Decided: November 3, 1986.

HENRY B. HUNGERFORD, PLAINTIFF-APPELLANT,
v.
GREATE BAY CASINO CORPORATION, DEFENDANT-RESPONDENT



On appeal from Superior Court of New Jersey, Law Division, Atlantic County.

Michels and Skillman. The opinion of the court was delivered by Skillman, J.A.D.

Skillman

Plaintiff, Henry B. Hungerford, is the owner of 600 shares of the common stock of defendant, Greate Bay Casino Corporation (Greate Bay). The management of Greate Bay proposed a buy-out of its stockholders, described by its financial consultant as a "going private transaction," at a price of $17 per share. By letter dated June 12, 1985, plaintiff advised Greate Bay that he found its buy-out offer unacceptable. The letter contained an analysis prepared by plaintiff to demonstrate that the actual fair market value of his stock was approximately $45 per share.

On September 11, 1985, plaintiff filed a pro se complaint seeking judgment against Greate Bay in the amount of $45 per share for his stock. The first paragraph alleged that $17 per share paid by Greate Bay "understated" the value of its stock and that "I intend to prove the correct cash value is $45/share

for Class 'A' Common Stock." Paragraph 2 set forth in detail the analysis prepared by plaintiff to demonstrate that the actual fair market value of the Greate Bay stock was $45 per share.

On December 17, 1985, Greate Bay's counsel mailed interrogatories and requests for admissions to plaintiff. Request number 8 sought an admission by plaintiff that "[t]he offer of $17.00 to the public shareholders of the company was fair and reasonable." Plaintiff acknowledged receipt of these documents by a note dated December 19, 1985, which indicated that he would try to furnish Greate Bay's counsel with answers "in the next couple of days." The note also stated that "[m]y position with facts was sent to your office in an earlier letter," obviously referring to the June 12th letter.

Plaintiff did not answer the requests for admissions within 30 days. On January 22, 1986, Greate Bay filed a motion for summary judgment. The sole basis for the motion was that the requests for admissions, which included the assertion that the offer to Greate Bay's shareholders of $17 per share was fair and reasonable, were deemed to have been admitted pursuant to R. 4:22-1 due to plaintiff's failure to answer within 30 days.
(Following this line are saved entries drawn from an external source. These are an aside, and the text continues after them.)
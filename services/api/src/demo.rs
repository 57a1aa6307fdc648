use crate::infra::{default_criteria, load_criteria_from_path, seed_default_weights};
use clap::Args;
use std::collections::BTreeMap;
use std::fs::File;
use std::io::BufReader;
use std::path::PathBuf;
use std::sync::Arc;
use vendorscore::config::ScoringConfig;
use vendorscore::error::AppError;
use vendorscore::evaluations::{
    Criterion, CriterionId, EvaluationRequest, EvaluationService, EvaluationSummary,
    InMemoryStore, OrganizationId, Rating, ScoreEntry, ScoringInput, Strategy,
    SupplierRegistration,
};

#[derive(Args, Debug)]
pub(crate) struct DemoArgs {
    /// Strategy the demo evaluation is scored under
    #[arg(long, value_parser = parse_strategy, default_value = "Strategisch")]
    pub(crate) strategy: Strategy,
    /// Supplier name used for the demo evaluation
    #[arg(long, default_value = "Noordzee Facilitair B.V.")]
    pub(crate) supplier: String,
    /// CSV criteria catalog; defaults to the built-in catalog
    #[arg(long)]
    pub(crate) criteria_csv: Option<PathBuf>,
}

#[derive(Args, Debug)]
pub(crate) struct ScoreArgs {
    /// JSON file with `criteria`, `scores` (criterion id -> entry) and `weights` (block -> raw weight)
    #[arg(long)]
    pub(crate) input: PathBuf,
}

fn parse_strategy(raw: &str) -> Result<Strategy, String> {
    Strategy::parse(raw).ok_or_else(|| {
        let expected = Strategy::ALL.map(Strategy::label).join(", ");
        format!("unknown strategy '{raw}' (expected one of {expected})")
    })
}

pub(crate) fn run_score(args: ScoreArgs) -> Result<(), AppError> {
    let reader = BufReader::new(File::open(&args.input)?);
    let input: ScoringInput = serde_json::from_reader(reader)?;
    let totals = input.compute();
    println!("{}", serde_json::to_string_pretty(&totals)?);
    Ok(())
}

pub(crate) fn run_demo(args: DemoArgs) -> Result<(), AppError> {
    let DemoArgs {
        strategy,
        supplier,
        criteria_csv,
    } = args;

    let criteria = match criteria_csv {
        Some(path) => load_criteria_from_path(&path)?,
        None => default_criteria(),
    };

    let store = Arc::new(InMemoryStore::with_criteria(criteria.clone()));
    let service = EvaluationService::new(store.clone(), store, ScoringConfig::default());
    let organization_id = OrganizationId("org-demo".to_string());

    println!("VendorScore evaluation demo");
    seed_default_weights(&service, &organization_id)?;

    let supplier = service.register_supplier(SupplierRegistration {
        organization_id: organization_id.clone(),
        name: supplier,
        kvk_number: Some("1234 5678".to_string()),
        classification: Some(format!("{} leverancier", strategy.label())),
    })?;
    println!(
        "Supplier: {} (KVK {})",
        supplier.name,
        supplier
            .kvk_number
            .as_ref()
            .map(|kvk| kvk.as_str())
            .unwrap_or("-")
    );

    let evaluation = service.create_evaluation(EvaluationRequest {
        organization_id,
        supplier_id: supplier.id,
        strategy,
        title: None,
    })?;
    println!("Evaluation: {} [{}]", evaluation.title, evaluation.strategy);

    let saved = service.save_all(&evaluation.id, demo_ratings(&criteria))?;
    println!("Saved {} of {} criteria", saved.len(), criteria.len());

    let summary = service.summary(&evaluation.id)?;
    render_summary(&summary);
    Ok(())
}

/// Rates every criterion except the last one, cycling through the rating scale.
fn demo_ratings(criteria: &[Criterion]) -> BTreeMap<CriterionId, ScoreEntry> {
    const CYCLE: [Rating; 4] = [
        Rating::Uitstekend,
        Rating::Goed,
        Rating::Goed,
        Rating::Redelijk,
    ];

    let rated = criteria.len().saturating_sub(1);
    criteria
        .iter()
        .take(rated)
        .enumerate()
        .map(|(index, criterion)| {
            (
                criterion.id.clone(),
                ScoreEntry::rated(CYCLE[index % CYCLE.len()]),
            )
        })
        .collect()
}

fn render_summary(summary: &EvaluationSummary) {
    println!("\nBlock breakdown");
    for (block, breakdown) in &summary.totals.per_block {
        println!(
            "  {} {:<32} score {:>5.2}  weight {:>4.1} ({:>5.1}%)  contribution {:>6.2}  rated {}/{}",
            block.code(),
            block.title(),
            breakdown.block_score,
            breakdown.raw_weight,
            breakdown.normalized_weight * 100.0,
            breakdown.contribution,
            breakdown.rated,
            breakdown.criteria,
        );
    }

    println!(
        "\nProgress: {}/{} criteria rated ({}%)",
        summary.progress.rated, summary.progress.total, summary.progress.percent
    );
    println!(
        "Total: {:.1} / 100  {}",
        summary.totals.total, summary.totals.stars
    );
}
use crate::cli::ServeArgs;
use crate::infra::{default_criteria, load_criteria_from_path, seed_default_weights, AppState};
use crate::routes::with_evaluation_routes;
use axum::Extension;
use axum_prometheus::PrometheusMetricLayer;
use std::sync::atomic::{AtomicBool, Ordering};
use std::sync::Arc;
use tracing::info;
use vendorscore::config::AppConfig;
use vendorscore::error::AppError;
use vendorscore::evaluations::{EvaluationService, InMemoryStore, OrganizationId};
use vendorscore::telemetry;

pub(crate) async fn run(mut args: ServeArgs) -> Result<(), AppError> {
    let mut config = AppConfig::load()?;

    if let Some(host) = args.host.take() {
        config.server.host = host;
    }
    if let Some(port) = args.port.take() {
        config.server.port = port;
    }

    telemetry::init(&config.telemetry)?;

    let (prometheus_layer, prometheus_handle) = PrometheusMetricLayer::pair();
    let readiness_flag = Arc::new(AtomicBool::new(false));
    let app_state = AppState {
        readiness: readiness_flag.clone(),
        metrics: Arc::new(prometheus_handle),
    };

    let criteria = match args.criteria_csv.take() {
        Some(path) => load_criteria_from_path(&path)?,
        None => default_criteria(),
    };
    info!(criteria = criteria.len(), "criteria catalog loaded");

    let store = Arc::new(InMemoryStore::with_criteria(criteria));
    let service = Arc::new(EvaluationService::new(
        store.clone(),
        store,
        config.scoring,
    ));

    if let Some(organization) = args.seed_organization.take() {
        seed_default_weights(&*service, &OrganizationId(organization))?;
    }

    let app = with_evaluation_routes(service)
        .layer(Extension(app_state))
        .layer(prometheus_layer);

    let addr = config.server.socket_addr()?;
    let listener = tokio::net::TcpListener::bind(addr).await?;
    readiness_flag.store(true, Ordering::Release);

    info!(?config.environment, %addr, "vendorscore service ready");

    axum::serve(listener, app).await?;
    Ok(())
}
On or about January 29, 1986, plaintiff sent Greate Bay's counsel his answers to the requests for admissions, which included a denial of request number 8. In these answers plaintiff stated: "I request the court accept this reply in its late form."

On February 11, 1986, plaintiff filed a response to the motion for summary judgment which stated, among other things: "[a]s I stated in the original complaint, the $17/share is not a fair and reasonable value." Plaintiff also pleaded for an opportunity to have his case decided on its merits.

Greate Bay was notified by a letter from a law clerk, dated February 28, 1986, that its motion had been granted:

[The trial judge] has reviewed the papers in this matter and has ordered ...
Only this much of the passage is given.